After a while, I receive customer complaints about our application being slow. I open Internet Monitor again, I select the monitor I created earlier (Monitor_example), and I immediately see that the application suffers from internet performance issues.
The Health scores graph shows you performance and availability information for your global traffic. AWS has substantial historical data about internet performance and availability for network traffic between geographic locations for different network providers and services. By applying statistical analysis to the data, we can detect when the performance and availability towards your application have dropped, compared to an estimated baseline that we’ve calculated. To make it easier to see those drops, we report that information to you in the form of an estimated performance score and an availability score.
I scroll a bit down the page. The Internet traffic overview map shows the overall event status across all monitored locations. I look at the details in the Health events table. It also highlights other events that are happening globally, sorted by total traffic impact. I notice that a performance issue in Las Vegas, Nevada, US, is affecting my application traffic the most.
Now that I have identified the issue, I am curious about the historical data. Has it happened before?
I select the Historical Explorer tab to understand trends and see earlier data related to this location and network provider. I can view aggregated metrics such as performance score, availability score, bytes transferred, and round-trip time at p50, p90, and p95 percentiles, for a customized timeframe, up to 18 months in the past.
I can see today’s incident is not the first one. This specific client location and network provider has had multiple issues in the past few months.
Now that I understand the context, I wonder what action I can take to mitigate the issue.
I switch to the Traffic insights tab. I see overall traffic data and top client locations that are being monitored based on total traffic (bytes). Apparently, Las Vegas, Nevada, US, is one of the top client locations.
I select the graph to see traffic details for Las Vegas, Nevada, US. In the Lowest Time To First Byte (TTFB) column, I see AWS service and AWS Region setup recommendations for all of the top client location and network combinations. The Predicted Time To First Byte in the table shows the potential impact if I make the suggested architectural change.
In this example, Internet Monitor suggests having CloudFront distribute the traffic currently distributed by EC2 and to allow for some additional traffic to be served by EC2 instances in us-east-1 in addition to us-east-2.
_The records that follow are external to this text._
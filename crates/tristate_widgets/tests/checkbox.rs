use std::cell::Cell;
use std::rc::Rc;

use tristate_core::{
    event_types, ControlPrototype, ControlProperty, Element, ElementRef, Event, PropertyExposure,
    INTERCEPTED_PROPERTIES,
};
use tristate_widgets::{
    CheckState, Checkbox, CheckboxClasses, RippleAdapter, RippleEffect, TransitionState,
};

struct Mounted {
    _page: ElementRef,
    root: ElementRef,
    input: ElementRef,
}

fn mount_with(prototype: Rc<ControlPrototype>) -> Mounted {
    let page = Element::new("body");
    let root = Element::with_classes("div", &["mdc-checkbox"]);
    let input = Element::input(prototype);
    input.add_class("mdc-checkbox__native-control");
    root.append_child(input.clone());
    page.append_child(root.clone());
    Mounted {
        _page: page,
        root,
        input,
    }
}

fn mount() -> Mounted {
    mount_with(ControlPrototype::standard())
}

fn animation_end(checkbox: &Checkbox) {
    checkbox
        .root()
        .dispatch_event(&Event::new(checkbox.animation_end_event()));
}

fn animation_classes(root: &ElementRef) -> Vec<String> {
    root.classes()
        .into_iter()
        .filter(|c| c.contains("--anim-"))
        .collect()
}

struct CountingRipple {
    destroyed: Rc<Cell<u32>>,
}

impl RippleEffect for CountingRipple {
    fn destroy(&mut self) {
        self.destroyed.set(self.destroyed.get() + 1);
    }

    fn is_unbounded(&self) -> bool {
        true
    }
}

#[test]
fn test_direct_assignment_animates_like_a_click() {
    let m = mount();
    let checkbox = Checkbox::attach_to(m.root.clone()).unwrap();
    let classes = CheckboxClasses::default();

    checkbox.set_checked(true);
    assert!(m.root.has_class(&classes.anim_unchecked_checked));

    animation_end(&checkbox);
    assert!(!m.root.has_class(&classes.anim_unchecked_checked));
    assert!(checkbox.checked());
}

#[test]
fn test_class_depends_only_on_state_pair() {
    let classes = CheckboxClasses::default();

    let clicked = mount();
    let by_click = Checkbox::attach_to(clicked.root.clone()).unwrap();
    clicked.input.click();
    let after_click = animation_classes(&clicked.root);
    animation_end(&by_click);

    let assigned = mount();
    let by_setter = Checkbox::attach_to(assigned.root.clone()).unwrap();
    by_setter.set_checked(true);
    let after_setter = animation_classes(&assigned.root);
    animation_end(&by_setter);

    assert_eq!(after_click, vec![classes.anim_unchecked_checked.clone()]);
    assert_eq!(after_click, after_setter);

    // Checked -> unchecked, through the opposite channels
    by_click.set_checked(false);
    assigned.input.click();
    assert_eq!(
        animation_classes(&clicked.root),
        animation_classes(&assigned.root)
    );
    assert_eq!(
        animation_classes(&clicked.root),
        vec![classes.anim_checked_unchecked.clone()]
    );
}

#[test]
fn test_change_without_state_change_is_idempotent() {
    let m = mount();
    let checkbox = Checkbox::attach_to(m.root.clone()).unwrap();
    let classes_before = m.root.classes();
    let reads_before = m.root.layout_reads();

    m.input.dispatch_event(&Event::new(event_types::CHANGE));
    checkbox.set_checked(false);

    assert_eq!(m.root.classes(), classes_before);
    assert_eq!(m.root.layout_reads(), reads_before);
}

#[test]
fn test_supersession() {
    let m = mount();
    let checkbox = Checkbox::attach_to(m.root.clone()).unwrap();
    let classes = CheckboxClasses::default();

    checkbox.set_checked(true);
    let reads = m.root.layout_reads();
    checkbox.set_indeterminate(true);

    assert!(!m.root.has_class(&classes.anim_unchecked_checked));
    assert!(m.root.has_class(&classes.anim_checked_indeterminate));
    assert_eq!(m.root.layout_reads(), reads + 1);

    animation_end(&checkbox);
    assert!(animation_classes(&m.root).is_empty());

    // A late end notification for the superseded animation is harmless
    animation_end(&checkbox);
    assert!(animation_classes(&m.root).is_empty());
}

#[test]
fn test_destroy_restores_native_descriptors() {
    let m = mount();
    let mut checkbox = Checkbox::attach_to(m.root.clone()).unwrap();
    checkbox.destroy().unwrap();

    let control = m.input.control().unwrap();
    for property in INTERCEPTED_PROPERTIES {
        let own = control.own_descriptor(property).unwrap();
        let proto = control.prototype().descriptor(property).unwrap();
        assert!(own.same_as(&proto), "{property} not restored");
    }

    let classes_before = m.root.classes();
    control.set_checked(true);
    assert!(control.checked());
    m.input.click();
    assert_eq!(m.root.classes(), classes_before);
    assert!(checkbox.current_transition().is_none());
}

#[test]
fn test_construct_then_destroy() {
    let m = mount();
    let destroyed = Rc::new(Cell::new(0));
    let counter = destroyed.clone();
    let mut checkbox = Checkbox::builder(m.root.clone())
        .ripple_factory(move |adapter: Rc<dyn RippleAdapter>| {
            assert!(adapter.is_unbounded());
            Box::new(CountingRipple { destroyed: counter }) as Box<dyn RippleEffect>
        })
        .build()
        .unwrap();

    checkbox.destroy().unwrap();
    assert_eq!(destroyed.get(), 1);
    assert_eq!(m.input.listener_count(event_types::CHANGE), 0);
    assert_eq!(m.root.listener_count(checkbox.animation_end_event()), 0);

    m.input.click();
    assert!(checkbox.current_transition().is_none());
    assert!(checkbox.destroy().is_err());
    assert_eq!(destroyed.get(), 1);
}

#[test]
fn test_destroy_after_attach_releases_everything() {
    let m = mount();
    let mut checkbox = Checkbox::attach_to(m.root.clone()).unwrap();
    assert_eq!(m.input.listener_count(event_types::CHANGE), 1);
    assert_eq!(m.root.listener_count(checkbox.animation_end_event()), 1);
    assert_eq!(m.input.listener_count(event_types::POINTER_DOWN), 1);

    checkbox.destroy().unwrap();
    assert_eq!(m.input.listener_count(event_types::CHANGE), 0);
    assert_eq!(m.root.listener_count(checkbox.animation_end_event()), 0);
    assert_eq!(m.input.listener_count(event_types::POINTER_DOWN), 0);
    assert!(!m.root.has_class("mdc-ripple-upgraded--unbounded"));
}

#[test]
fn test_indeterminate_round_trip_commits_final_state() {
    let m = mount();
    let checkbox = Checkbox::attach_to(m.root.clone()).unwrap();

    checkbox.set_indeterminate(true);
    checkbox.set_indeterminate(false);

    assert!(!checkbox.checked());
    assert!(!checkbox.indeterminate());
    assert_eq!(checkbox.committed(), Some(CheckState::new(false, false)));
    let record = checkbox.current_transition().unwrap();
    assert_eq!(record.from, TransitionState::Indeterminate);
    assert_eq!(record.to, TransitionState::Unchecked);
    assert_eq!(
        animation_classes(&m.root),
        vec![CheckboxClasses::default().anim_indeterminate_unchecked]
    );
}

#[test]
fn test_platform_without_indeterminate_setter() {
    let prototype = ControlPrototype::builder()
        .expose(ControlProperty::Indeterminate, PropertyExposure::GetterOnly)
        .build();
    let m = mount_with(prototype);
    let checkbox = Checkbox::attach_to(m.root.clone()).unwrap();
    let classes = CheckboxClasses::default();

    checkbox.set_indeterminate(true);
    assert!(checkbox.indeterminate());
    assert!(animation_classes(&m.root).is_empty());

    m.input.dispatch_event(&Event::new(event_types::CHANGE));
    assert_eq!(
        animation_classes(&m.root),
        vec![classes.anim_unchecked_indeterminate.clone()]
    );

    // `checked` is still intercepted on this platform
    animation_end(&checkbox);
    checkbox.set_indeterminate(false);
    checkbox.set_checked(true);
    assert_eq!(
        animation_classes(&m.root),
        vec![classes.anim_indeterminate_checked.clone()]
    );
}

#[test]
fn test_aria_checked_mirrors_indeterminate() {
    let m = mount();
    let checkbox = Checkbox::attach_to(m.root.clone()).unwrap();

    checkbox.set_indeterminate(true);
    assert_eq!(m.input.attribute("aria-checked").as_deref(), Some("mixed"));

    m.input.click();
    assert!(checkbox.checked());
    assert!(m.input.attribute("aria-checked").is_none());
}

#[test]
fn test_detached_root_does_not_animate() {
    let root = Element::with_classes("div", &["mdc-checkbox"]);
    let input = Element::input(ControlPrototype::standard());
    input.add_class("mdc-checkbox__native-control");
    root.append_child(input);

    let checkbox = Checkbox::attach_to(root.clone()).unwrap();
    checkbox.set_checked(true);
    assert!(animation_classes(&root).is_empty());
    assert_eq!(checkbox.committed(), Some(CheckState::new(true, false)));
}

#[test]
fn test_ripple_follows_press() {
    let m = mount();
    let _checkbox = Checkbox::attach_to(m.root.clone()).unwrap();

    m.input.press();
    assert!(m.root.has_class("mdc-ripple-upgraded--foreground-activation"));
    m.input.release();
    assert!(!m.root.has_class("mdc-ripple-upgraded--foreground-activation"));
    assert!(m.root.has_class("mdc-ripple-upgraded--foreground-deactivation"));
}

#[test]
fn test_prefixed_animation_end() {
    let m = mount();
    let checkbox = Checkbox::builder(m.root.clone())
        .animation_end_event(event_types::WEBKIT_ANIMATION_END)
        .build()
        .and_then(|mut c| c.attach().map(|_| c))
        .unwrap();

    checkbox.set_checked(true);
    m.root
        .dispatch_event(&Event::new(event_types::ANIMATION_END));
    assert_eq!(animation_classes(&m.root).len(), 1);

    m.root
        .dispatch_event(&Event::new(event_types::WEBKIT_ANIMATION_END));
    assert!(animation_classes(&m.root).is_empty());
}
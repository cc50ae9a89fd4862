//! Core error types

use thiserror::Error;

use crate::lifecycle::{LifecycleOp, LifecycleState};

/// Lifecycle-related errors
#[derive(Error, Debug, Clone, Copy, PartialEq, Eq)]
pub enum LifecycleError {
    /// The requested operation is not defined for the current lifecycle state
    #[error("cannot {op} a component in the {state} state")]
    InvalidTransition {
        op: LifecycleOp,
        state: LifecycleState,
    },
}

/// Result type for lifecycle operations
pub type Result<T> = std::result::Result<T, LifecycleError>;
Internet Monitor is available in public preview today in 20 AWS Regions:
- In the Americas: US East (Ohio), US East (N. Virginia), US West (N. California), US West (Oregon), Canada (Central), South America (São Paulo).
- In Asia and Pacific: Asia Pacific (Hong Kong), Asia Pacific (Mumbai), Asia Pacific (Seoul), Asia Pacific (Singapore), Asia Pacific (Sydney), Asia Pacific (Tokyo).
- In Europe, Middle East, and Africa: Africa (Cape Town), Europe (Frankfurt), Europe (Ireland), Europe (London), Europe (Milan), Europe (Paris), Europe (Stockholm), Middle East (Bahrain)
Note that AWS CloudFormation support is missing at the moment; it will be added soon.
There is no costs associated with the service during the preview period. Just keep in mind that Internet Monitor vends metrics and logs to CloudWatch; you will be charged for these additional CloudWatch logs and CloudWatch metrics.
Whether you work for a startup or a large enterprise, CloudWatch Internet Monitor helps you be proactive about your application performance and availability. Give it a try today!